1. How American Health Care Killed My Father. From The Atlantic. Choice quotes:

All of the actors in health care--from doctors to insurers to pharmaceutical companies--work in a heavily regulated, massively subsidized industry full of structural distortions.

For fun, let's imagine confiscating all the profits of all the famously greedy health-insurance companies. That would pay for four days of health care for all Americans. Let's add in the profits of the 10 biggest rapacious U.S. drug companies. Another 7 days.

Health Insurance Isn’t Health Care

You Are Not the Customer

2. John Mackey's (CEO and Founder of Whole Foods) WSJ editorial.

3. Essays by Megan McArdle, business editor of the Atlantic.

I don't agree with everything written by every one of these guys, but I think they're a lot closer to write than anyone that's proposing law these days.
 
Here's my required reading list for understanding why health care is fucked up (and yet, it could still get a lot worse), and what should be done about it.

1. How American Health Care Killed My Father. From The Atlantic.

That was a good read, thanks. But as the author himself observed, his suggestions aren't politically feasible. For better or worse, our system of government isn't built to make radical changes. Incremental change is the best we can hope for.

barfo
 
"Health Insurance Isn’t Health Care"

That says it all.

At some point, the insurance companies must have figured that preventative care was good for profits. I don't see why people can't pay $35 once in a while or $100, to visit a doctor. Insurance should be there to help you in case of a catastrophe. Maybe if the deduction were $10K, an amount that shouldn't bankrupt people (people charge more on their charge cards...), the rates would go way down, and when you need that expensive operation, the insurance would cover it. The $35 copays and $20 prescriptions are some twisted way to have health care provided.

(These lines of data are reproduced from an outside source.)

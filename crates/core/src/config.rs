// SPDX-License-Identifier: BUSL-1.1
// Copyright (c) 2026 Alfred Jean LLC

//! Versioned configuration records
//!
//! A `Config` is an opaque payload plus `Meta`, the integrity metadata that
//! chains it to its predecessor. The checksum covers the canonical envelope
//! with `cs` and `sig` cleared, concatenated with the wire timestamp string.
//! The timestamp appears in both halves of that input; stored checksums
//! depend on it, so the doubling is part of the format.

use crate::canonical::{self, EncodeError};
use crate::timefmt;
use chrono::{DateTime, Utc};
use serde::{Deserialize, Serialize};
use serde_json::value::RawValue;
use sha2::{Digest, Sha256};
use thiserror::Error;

/// Errors from checksum and chain validation
#[derive(Debug, Error)]
pub enum ChainError {
    #[error("checksum mismatch: stored={stored} computed={computed}")]
    ChecksumMismatch { stored: String, computed: String },
    #[error("version break: {prev} -> {next}")]
    VersionBreak { prev: u64, next: u64 },
    #[error("chain break: prev_cs={prev_cs} != predecessor cs={cs}")]
    ChainBreak { prev_cs: String, cs: String },
    #[error("timestamp regression: {next} < {prev}")]
    TimestampRegression {
        prev: DateTime<Utc>,
        next: DateTime<Utc>,
    },
    #[error(transparent)]
    Encode(#[from] EncodeError),
}

/// Versioning and integrity metadata for a configuration.
#[derive(Debug, Clone, PartialEq, Serialize, Deserialize)]
pub struct Meta {
    #[serde(rename = "v")]
    pub version: u64,
    #[serde(rename = "t", with = "crate::timefmt::rfc3339")]
    pub time: DateTime<Utc>,
    #[serde(default, skip_serializing_if = "String::is_empty")]
    pub prev_cs: String,
    pub cs: String,
    #[serde(rename = "sig", default, skip_serializing_if = "String::is_empty")]
    pub signature: String,
}

impl Default for Meta {
    fn default() -> Self {
        Self {
            version: 0,
            time: DateTime::UNIX_EPOCH,
            prev_cs: String::new(),
            cs: String::new(),
            signature: String::new(),
        }
    }
}

/// A configuration: opaque content plus chain metadata.
///
/// `content` keeps the exact payload bytes it was built or parsed from;
/// signatures bind to those bytes, not to any re-serialization.
#[derive(Debug, Clone, Serialize, Deserialize)]
pub struct Config {
    #[serde(rename = "_meta")]
    pub meta: Meta,
    pub content: Box<RawValue>,
}

impl PartialEq for Config {
    fn eq(&self, other: &Self) -> bool {
        self.meta == other.meta && self.content.get() == other.content.get()
    }
}

impl Config {
    /// Build a not-yet-versioned config (version 0) from a payload.
    pub fn new<T: Serialize + ?Sized>(content: &T) -> Result<Self, serde_json::Error> {
        Ok(Self {
            meta: Meta::default(),
            content: serde_json::value::to_raw_value(content)?,
        })
    }

    /// Compute the checksum of this config.
    pub fn checksum(&self) -> Result<String, EncodeError> {
        let mut cleared = self.clone();
        cleared.meta.cs.clear();
        cleared.meta.signature.clear();

        let mut buf = canonical::config_bytes(&cleared)?;
        buf.extend_from_slice(timefmt::format_rfc3339_nano(cleared.meta.time).as_bytes());
        Ok(hex::encode(Sha256::digest(&buf)))
    }

    /// Recompute the checksum and verify it against the stored one.
    pub fn validate(&self) -> Result<(), ChainError> {
        let computed = self.checksum()?;
        if computed != self.meta.cs {
            return Err(ChainError::ChecksumMismatch {
                stored: self.meta.cs.clone(),
                computed,
            });
        }
        Ok(())
    }

    /// Stamp this config as the next version in its chain.
    ///
    /// Bumps the version, shifts the current checksum into `prev_cs`,
    /// clears the signature, and recomputes `cs` at `now` (truncated to
    /// microseconds). A fresh version-0 config lands on version 1 with an
    /// empty `prev_cs`.
    pub fn update_meta(&mut self, now: DateTime<Utc>) -> Result<(), ChainError> {
        self.meta.time = timefmt::truncate_us(now);
        self.meta.version += 1;
        self.meta.prev_cs = std::mem::take(&mut self.meta.cs);
        self.meta.signature.clear();
        self.meta.cs = self.checksum()?;
        Ok(())
    }

    /// Check that `self` is the immediate successor of `prev`.
    pub fn next_of(&self, prev: &Config) -> Result<(), ChainError> {
        prev.validate()?;
        self.validate()?;

        if self.meta.version != prev.meta.version + 1 {
            return Err(ChainError::VersionBreak {
                prev: prev.meta.version,
                next: self.meta.version,
            });
        }
        if self.meta.prev_cs != prev.meta.cs {
            return Err(ChainError::ChainBreak {
                prev_cs: self.meta.prev_cs.clone(),
                cs: prev.meta.cs.clone(),
            });
        }
        if self.meta.time < prev.meta.time {
            return Err(ChainError::TimestampRegression {
                prev: prev.meta.time,
                next: self.meta.time,
            });
        }
        Ok(())
    }
}

#[cfg(test)]
#[path = "config_tests.rs"]
mod tests;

If the individual actually paid the doctor like in the old days, the costs wouldn't be so great.

Interesting thing is there's heavyweight corporations, like out of Atlas Shrugged, duking this one out. You have Pharma on one side and the insurance companies on the other. What does Pharma stand to gain? Guaranteed revenues and profits for life, backed by the full faith of the US government.

Evolution can be a bitch. Sick people go to the hospital, and we treat the bugs with anti-bug drugs. They adapt and we need stronger anti-bug drugs to kill them. When they're so tough to kill, it's easier for them to kill.
 
Ya know, the real problem is that there is no real answer to making health care affordable, fair and without rising costs year in and year out. None.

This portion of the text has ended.